═════ Records ═════

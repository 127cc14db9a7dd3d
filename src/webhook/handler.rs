//! HTTP receiver for Messenger webhooks.
//!
//! ```text
//! GET  /webhook  -> subscription handshake (hub.challenge echo)
//! POST /webhook  -> Dispatcher::receive_bytes
//!                     ok                      -> 200 EVENT_RECEIVED
//!                     invalid / unrecognized  -> 400
//!                     hook failure            -> 500
//! ```

use std::collections::HashMap;
use std::sync::Arc;

use axum::body::Bytes;
use axum::extract::{Query, State};
use axum::http::StatusCode;
use axum::response::IntoResponse;
use axum::routing::get;
use axum::Router;
use tower_http::trace::TraceLayer;
use tracing::{error, info, warn};

use crate::error::Error;
use crate::webhook::config::WebhookConfig;
use crate::webhook::dispatcher::Dispatcher;
use crate::webhook::hooks::HookRegistry;

/// Body returned for every accepted delivery
pub const EVENT_RECEIVED: &str = "EVENT_RECEIVED";

/// Shared state of the webhook routes
#[derive(Debug, Clone)]
pub struct WebhookState {
    config: WebhookConfig,
    dispatcher: Dispatcher,
}

impl WebhookState {
    /// Build the state from a config and a shared registry
    pub fn new(config: WebhookConfig, registry: Arc<HookRegistry>) -> Self {
        Self {
            config,
            dispatcher: Dispatcher::new(registry),
        }
    }

    /// The dispatcher behind the POST route
    pub fn dispatcher(&self) -> &Dispatcher {
        &self.dispatcher
    }
}

/// Build the webhook router, mounted on `config.path`
pub fn webhook_router(state: Arc<WebhookState>) -> Router {
    let path = state.config.path.clone();
    Router::new()
        .route(&path, get(verify_subscription).post(receive_webhook))
        .layer(TraceLayer::new_for_http())
        .with_state(state)
}

/// Subscription handshake: echo `hub.challenge` when the verify token matches
pub async fn verify_subscription(
    State(state): State<Arc<WebhookState>>,
    Query(params): Query<HashMap<String, String>>,
) -> impl IntoResponse {
    let mode = params.get("hub.mode").map(String::as_str);
    let token = params.get("hub.verify_token").map(String::as_str);
    let challenge = params.get("hub.challenge").cloned().unwrap_or_default();

    match (mode, token, state.config.verify_token.as_deref()) {
        (Some("subscribe"), Some(given), Some(expected))
            if constant_time_eq(given.as_bytes(), expected.as_bytes()) =>
        {
            info!("Webhook subscription verified");
            (StatusCode::OK, challenge)
        }
        _ => {
            warn!(mode = ?mode, "Rejected webhook subscription handshake");
            (StatusCode::FORBIDDEN, String::new())
        }
    }
}

/// Compare tokens without short-circuiting on the first differing byte
fn constant_time_eq(a: &[u8], b: &[u8]) -> bool {
    if a.len() != b.len() {
        return false;
    }

    a.iter().zip(b).fold(0u8, |acc, (x, y)| acc | (x ^ y)) == 0
}

/// Receive one delivery and dispatch its entries
pub async fn receive_webhook(
    State(state): State<Arc<WebhookState>>,
    body: Bytes,
) -> impl IntoResponse {
    match state.dispatcher.receive_bytes(&body).await {
        Ok(_) => (StatusCode::OK, EVENT_RECEIVED.to_string()),
        Err(Error::Webhook(e)) => {
            warn!(error = %e, "Rejected webhook delivery");
            (StatusCode::BAD_REQUEST, e.to_string())
        }
        Err(e) => {
            error!(error = %e, "Webhook delivery failed");
            (StatusCode::INTERNAL_SERVER_ERROR, "hook failed".to_string())
        }
    }
}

═════

◆ **What you will do**:
Copy, exactly and only, the lines above that begin with the one containing "for Messenger webhooks." and finish with the one containing "use axum::body::Bytes;".

◆ **Exercise result**:
//! HTTP receiver for Messenger webhooks.
//!
//! ```text
//! GET  /webhook  -> subscription handshake (hub.challenge echo)
//! POST /webhook  -> Dispatcher::receive_bytes
//!                     ok                      -> 200 EVENT_RECEIVED
//!                     invalid / unrecognized  -> 400
//!                     hook failure            -> 500
//! ```

use std::collections::HashMap;
use std::sync::Arc;

use axum::body::Bytes;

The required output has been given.